Star formation and Stellar Evolution
Exploring the Infrared Variable Sky with Machine Learning
Phil Lucas, Yi Sun, Jan Forbrich
This project, a collaboration with the department of Computer Science, is based mainly on data from the VISTA VVV/VVVX surveys, the first large scale infrared exploration of the Milky Way in the time domain (co-led by Dr Lucas). The VVV and VVVX surveys observed about 1 billion stars in a large part of the Milky Way over a 5 year period, detecting several million variable stars in the near infrared. The aim of this project is to develop a machine learning method to classify the variable stars via their light curves, with the principal goal of detecting new types of variable star. No prior knowledge of machine learning is required. The method will be supplemented by more classical statistical approaches (e.g. period search tools) and multiwaveband data on star colours and motions. The datasets have already yielded many unclassifiable high amplitude variable stars and transients, typically very red, optically obscured stars likely having circumstellar matter.

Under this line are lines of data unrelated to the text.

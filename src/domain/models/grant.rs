//! Resource admission records.

use serde::{Deserialize, Serialize};
use uuid::Uuid;

/// Per-agent resource ceilings used for admission control.
///
/// Memory and CPU limits are carried on the grant for the executor's
/// benefit; the core enforces the concurrent-task ceiling.
#[derive(Debug, Clone, Copy, PartialEq, Serialize, Deserialize)]
pub struct AgentLimits {
    /// Memory ceiling in megabytes
    pub memory_limit_mb: u64,
    /// CPU ceiling as a percentage (0.0 - 100.0)
    pub cpu_limit_percent: f64,
    /// Maximum concurrently admitted tasks
    pub max_active: usize,
}

impl Default for AgentLimits {
    fn default() -> Self {
        Self {
            memory_limit_mb: 512,
            cpu_limit_percent: 100.0,
            max_active: 3,
        }
    }
}

impl AgentLimits {
    pub fn with_max_active(max_active: usize) -> Self {
        Self {
            max_active,
            ..Self::default()
        }
    }
}

/// An admission-control record for one task on one agent. Issued and
/// revoked exclusively by the resource ledger.
#[derive(Debug, Clone, PartialEq, Serialize, Deserialize)]
pub struct ResourceGrant {
    pub agent_id: Uuid,
    pub task_id: Uuid,
    pub memory_limit_mb: u64,
    pub cpu_limit_percent: f64,
}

This project can be quite flexible given the range of different approaches and questions that can be explored. The student would also undertake observational follow-up of newly discovered unusual variables using telescopes in Chile. We expect that the methods developed can also be applied to other datasets, e.g. the YSOVAR mid-infrared project and many areas of human activity where unevenly sampled time series data are important.